Only 19 states are accepting applications from gig workers and others who normally don’t qualify for traditional aid but are supposed to get the $600 a week pandemic unemployment that Congress approved in March, according to Employ America, which is tracking the state unemployment office problems closely. The remaining states won’t accept applications until later this month or in May.
Amanda Fleming lives in Virginia, which is not accepting unemployment applications yet from self-employed workers.
Fleming and her husband run a tree-cutting business. They have not been able to even apply for unemployment. Their Small Business Administration loan has not come through, and they were one of millions of Americans who found out this week that their stimulus check is delayed.
“Just any help soon would be nice. My son’s prescriptions are coming up soon for renewal,” said Fleming, who lives in Clintwood, Va. “I know it’s not anybody’s fault, but it’s just a mess.”

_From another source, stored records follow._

//! Configuration Tree
//!
//! Ordered, nested key-value configuration with:
//! - recursive right-biased merge
//! - an optional default returned for unset keys
//! - a separate explicit-set map keyed by dotted path
//! - default filling driven by that map
//!
//! The explicit-set map never appears in iteration or in any rendered form.

use serde::{Deserialize, Deserializer, Serialize, Serializer};
use std::fmt;
use std::ops::Index;
use tracing::debug;

use super::explicit::ExplicitSet;
use super::format::OutputFormat;
use super::path;
use super::value::{NULL, Node, Value};
use crate::types::{ConfigError, Result};

/// Hierarchical configuration object
#[derive(Debug, Clone, Default, PartialEq)]
pub struct ConfigTree {
    root: Node,
    default: Option<Value>,
    explicit: ExplicitSet,
}

impl ConfigTree {
    /// Create an empty tree without a default value
    pub fn new() -> Self {
        Self::default()
    }

    /// Wrap an existing node
    pub fn from_root(root: Node) -> Self {
        Self {
            root,
            ..Self::default()
        }
    }

    /// Build a tree from a flat mapping of (possibly dotted) keys
    pub fn from_flat<K, V, I>(entries: I) -> Self
    where
        K: AsRef<str>,
        V: Into<Value>,
        I: IntoIterator<Item = (K, V)>,
    {
        let mut tree = Self::new();
        tree.update(entries);
        tree
    }

    /// Build a tree from a previously loaded configuration source.
    ///
    /// Loading is not supported: any non-null source fails with
    /// [`ConfigError::NotImplemented`].
    pub fn from_loaded(loaded: Option<Value>) -> Result<Self> {
        match loaded {
            None | Some(Value::Null) => Ok(Self::new()),
            Some(source) => Err(ConfigError::NotImplemented(format!(
                "building a configuration from a loaded source ({}) is not supported",
                source.type_name()
            ))),
        }
    }

    /// Parse a YAML document into a tree with an empty explicit-set map
    pub fn from_yaml(text: &str) -> Result<Self> {
        if text.trim().is_empty() {
            return Ok(Self::new());
        }
        let root: Node = serde_yaml::from_str(text)?;
        Ok(Self::from_root(root))
    }

    /// Set the value returned by [`get`](Self::get) for absent keys
    pub fn with_default(mut self, value: impl Into<Value>) -> Self {
        self.default = Some(value.into());
        self
    }

    /// Attach an explicit-set map
    pub fn with_explicit(mut self, explicit: ExplicitSet) -> Self {
        self.explicit = explicit;
        self
    }

    pub fn default_value(&self) -> Option<&Value> {
        self.default.as_ref()
    }

    // =========================================================================
    // Access
    // =========================================================================

    pub fn root(&self) -> &Node {
        &self.root
    }

    pub fn into_root(self) -> Node {
        self.root
    }

    pub fn len(&self) -> usize {
        self.root.len()
    }

    pub fn is_empty(&self) -> bool {
        self.root.is_empty()
    }

    /// Top-level keys in insertion order
    pub fn keys(&self) -> impl Iterator<Item = &str> {
        self.root.keys().map(String::as_str)
    }

    /// Top-level entries in insertion order
    pub fn iter(&self) -> impl Iterator<Item = (&str, &Value)> {
        self.root.iter().map(|(key, value)| (key.as_str(), value))
    }

    /// Value stored at a dotted path, ignoring the tree default
    pub fn lookup(&self, key: &str) -> Option<&Value> {
        let mut segments = path::segments(key);
        let first = segments.next()?;
        segments.try_fold(self.root.get(first)?, |current, segment| {
            current.as_tree()?.get(segment)
        })
    }

    /// Value at a dotted path, else the tree default
    pub fn get(&self, key: &str) -> Option<&Value> {
        self.lookup(key).or(self.default.as_ref())
    }

    /// Value at a dotted path, else the tree default, else `fallback`
    pub fn get_or<'a>(&'a self, key: &str, fallback: &'a Value) -> &'a Value {
        self.get(key).unwrap_or(fallback)
    }

    /// Mutable access to the value at a dotted path
    pub fn get_mut(&mut self, key: &str) -> Option<&mut Value> {
        let mut segments = path::segments(key);
        let first = segments.next()?;
        let mut current = self.root.get_mut(first)?;
        for segment in segments {
            current = current.as_tree_mut()?.get_mut(segment)?;
        }
        Some(current)
    }

    pub fn contains(&self, key: &str) -> bool {
        self.lookup(key).is_some()
    }

    // =========================================================================
    // Mutation
    // =========================================================================

    /// Set a (possibly dotted) key, creating intermediate trees as needed.
    ///
    /// A leaf standing where an intermediate tree is needed is replaced.
    /// The explicit-set map is left untouched.
    pub fn set(&mut self, key: &str, value: impl Into<Value>) {
        let (parent, leaf) = path::split_last(key);
        let node = match parent {
            Some(parent) => ensure_node(&mut self.root, parent),
            None => &mut self.root,
        };
        node.insert(leaf.to_string(), value.into());
    }

    /// Set every entry of a flat mapping
    pub fn update<K, V, I>(&mut self, entries: I)
    where
        K: AsRef<str>,
        V: Into<Value>,
        I: IntoIterator<Item = (K, V)>,
    {
        for (key, value) in entries {
            self.set(key.as_ref(), value);
        }
    }

    /// Merge `other` into this tree; `other` wins on conflicts.
    ///
    /// Nested trees present on both sides are merged recursively; otherwise
    /// the incoming value replaces the existing one regardless of type.
    /// Values are deep-copied. The explicit-set map is not touched.
    pub fn merge(&mut self, other: &ConfigTree) -> &mut Self {
        debug!(keys = other.root.len(), "Merging configuration tree");
        merge_nodes(&mut self.root, &other.root);
        self
    }

    /// Merge values and fold in `other`'s explicit-set flags.
    ///
    /// Where both trees track the same path, `other`'s flag wins.
    pub fn merge_layer(&mut self, other: &ConfigTree) -> &mut Self {
        self.merge(other);
        self.explicit.reconcile(&other.explicit);
        self
    }

    /// Fill leaves that were not explicitly set from `defaults`.
    ///
    /// Only top-level keys already present in this tree are considered. For
    /// each flattened default path: untracked paths are skipped, paths marked
    /// `false` receive the default, paths marked `true` keep their value.
    /// An empty nested tree in `defaults` counts as a leaf and is filled too.
    pub fn fill_with_defaults(&mut self, explicit: &ExplicitSet, defaults: &ConfigTree) {
        let filtered: Node = defaults
            .root
            .iter()
            .filter(|(key, _)| self.root.contains_key(key.as_str()))
            .map(|(key, value)| (key.clone(), value.clone()))
            .collect();

        if filtered.is_empty() {
            debug!("No defaults overlap with configuration, skipping fill");
            return;
        }

        let mut filled = 0usize;
        for (dotted, value) in path::flatten(&filtered) {
            match explicit.get(&dotted) {
                Some(false) => {
                    self.set(&dotted, value);
                    filled += 1;
                }
                Some(true) | None => {}
            }
        }

        debug!(filled, "Filled configuration defaults");
    }

    /// [`fill_with_defaults`](Self::fill_with_defaults) using this tree's own
    /// explicit-set map
    pub fn apply_defaults(&mut self, defaults: &ConfigTree) {
        let explicit = self.explicit.clone();
        self.fill_with_defaults(&explicit, defaults);
    }

    // =========================================================================
    // Explicit-set tracking
    // =========================================================================

    /// Whether the user explicitly set this dotted path
    pub fn is_set(&self, path: &str) -> bool {
        self.explicit.is_set(path)
    }

    /// Record whether a dotted path was explicitly set
    pub fn mark_explicit(&mut self, path: impl Into<String>, explicit: bool) {
        self.explicit.mark(path, explicit);
    }

    pub fn explicit(&self) -> &ExplicitSet {
        &self.explicit
    }

    pub fn explicit_mut(&mut self) -> &mut ExplicitSet {
        &mut self.explicit
    }

    // =========================================================================
    // Rendering
    // =========================================================================

    /// YAML dump of the values in insertion order
    pub fn to_text(&self) -> Result<String> {
        self.render(OutputFormat::Yaml)
    }

    /// Render the values in the requested format
    pub fn render(&self, format: OutputFormat) -> Result<String> {
        let text = match format {
            OutputFormat::Yaml => serde_yaml::to_string(&self.root)?,
            OutputFormat::Json => serde_json::to_string_pretty(&self.root)? + "\n",
            OutputFormat::Toml => toml::to_string_pretty(&without_nulls(&self.root))?,
        };
        Ok(text)
    }
}
//! Unified Error Type System
//!
//! Centralized error types for configuration construction, argument parsing
//! and wallet validation.
//!
//! ## Design Principles
//!
//! - Single unified error type (ConfigError) for the entire crate
//! - Parser failures keep the parser's own exit status
//! - Merge and default-fill never produce errors; only construction,
//!   parsing, rendering and validation do

use thiserror::Error;

use crate::constants::cli::FAILURE_EXIT_CODE;

// =============================================================================
// Validation Error
// =============================================================================

/// Structured validation error with context
#[derive(Debug, Clone, PartialEq, Eq)]
pub struct ValidationError {
    /// What validation failed
    pub kind: ValidationErrorKind,
    /// Dotted path of the value that failed validation
    pub field: Option<String>,
    /// Detailed message
    pub message: String,
    /// Expected value or type
    pub expected: Option<String>,
    /// Actual value or type received
    pub actual: Option<String>,
}

impl std::fmt::Display for ValidationError {
    fn fmt(&self, f: &mut std::fmt::Formatter<'_>) -> std::fmt::Result {
        if let Some(field) = &self.field {
            write!(f, "Validation failed for '{}': {}", field, self.message)?;
        } else {
            write!(f, "Validation failed: {}", self.message)?;
        }
        if let (Some(expected), Some(actual)) = (&self.expected, &self.actual) {
            write!(f, " (expected {}, got {})", expected, actual)?;
        }
        Ok(())
    }
}

impl std::error::Error for ValidationError {}

impl ValidationError {
    /// Create a new validation error
    pub fn new(kind: ValidationErrorKind, message: impl Into<String>) -> Self {
        Self {
            kind,
            field: None,
            message: message.into(),
            expected: None,
            actual: None,
        }
    }

    /// Add field context
    pub fn with_field(mut self, field: impl Into<String>) -> Self {
        self.field = Some(field.into());
        self
    }

    /// Add expected/actual values
    pub fn with_comparison(
        mut self,
        expected: impl Into<String>,
        actual: impl Into<String>,
    ) -> Self {
        self.expected = Some(expected.into());
        self.actual = Some(actual.into());
        self
    }

    /// Create from simple message
    pub fn from_message(message: impl Into<String>) -> Self {
        Self::new(ValidationErrorKind::General, message)
    }
}

/// Validation error kinds
#[derive(Debug, Clone, Copy, PartialEq, Eq)]
pub enum ValidationErrorKind {
    /// Required section or field missing
    MissingField,
    /// Value has the wrong type
    Type,
    /// General validation error
    General,
}

// =============================================================================
// Application Error
// =============================================================================

#[derive(Debug, Error)]
pub enum ConfigError {
    // -------------------------------------------------------------------------
    // System Errors (auto From impl)
    // -------------------------------------------------------------------------
    #[error("JSON error: {0}")]
    Json(#[from] serde_json::Error),

    #[error("YAML error: {0}")]
    Yaml(#[from] serde_yaml::Error),

    #[error("TOML error: {0}")]
    Toml(#[from] toml::ser::Error),

    #[error("Environment error: {0}")]
    Env(#[from] Box<figment::Error>),

    /// Argument parser failure, including unrecognized arguments in strict mode
    #[error(transparent)]
    Cli(#[from] clap::Error),

    // -------------------------------------------------------------------------
    // Domain Errors
    // -------------------------------------------------------------------------
    #[error("Not implemented: {0}")]
    NotImplemented(String),

    #[error("{0}")]
    Validation(ValidationError),
}

impl From<ValidationError> for ConfigError {
    fn from(err: ValidationError) -> Self {
        ConfigError::Validation(err)
    }
}

impl From<figment::Error> for ConfigError {
    fn from(err: figment::Error) -> Self {
        ConfigError::Env(Box::new(err))
    }
}

pub type Result<T> = std::result::Result<T, ConfigError>;

// =============================================================================
// Helper Functions
// =============================================================================

impl ConfigError {
    /// Create a validation error for a missing field
    pub fn missing(field: impl Into<String>) -> Self {
        let field = field.into();
        Self::Validation(
            ValidationError::new(
                ValidationErrorKind::MissingField,
                format!("'{}' is required", field),
            )
            .with_field(field),
        )
    }

    /// Create a validation error for a value of the wrong type
    pub fn wrong_type(
        field: impl Into<String>,
        expected: impl Into<String>,
        actual: impl Into<String>,
    ) -> Self {
        Self::Validation(
            ValidationError::new(ValidationErrorKind::Type, "unexpected value type")
                .with_field(field)
                .with_comparison(expected, actual),
        )
    }

    /// Process exit status for this error.
    ///
    /// Parser errors keep the parser's status (2 for usage errors, 0 for
    /// `--help`/`--version`); everything else maps to 1.
    pub fn exit_code(&self) -> u8 {
        match self {
            Self::Cli(err) => u8::try_from(err.exit_code()).unwrap_or(FAILURE_EXIT_CODE),
            _ => FAILURE_EXIT_CODE,
        }
    }

    /// Check if this error came from unrecognized command-line input
    pub fn is_unrecognized_argument(&self) -> bool {
        matches!(self, Self::Cli(err) if err.kind() == clap::error::ErrorKind::UnknownArgument)
    }
}

// =============================================================================
// Tests
// =============================================================================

The Fleming family told their landlord that they would pay the other half of the rent this week after their stimulus check came through, but now they don’t know when the money will arrive. Fleming borrowed money from family to buy groceries this week. She spoke to The Washington Post on her way home from the grocery store.
Their tree-cutting business doesn’t have direct employees, but several people in the area work with them as independent contractors. Some have called Fleming asking for money because they are also in need and have yet to receive the government’s financial help.
“We don’t know how long this is going to last,” Fleming said. “Our contract workers are looking at us right now, too. What should we do? I’ve even had some of them ask for money because they are in the same situation.”
Andrew Van Dam contributed to this report.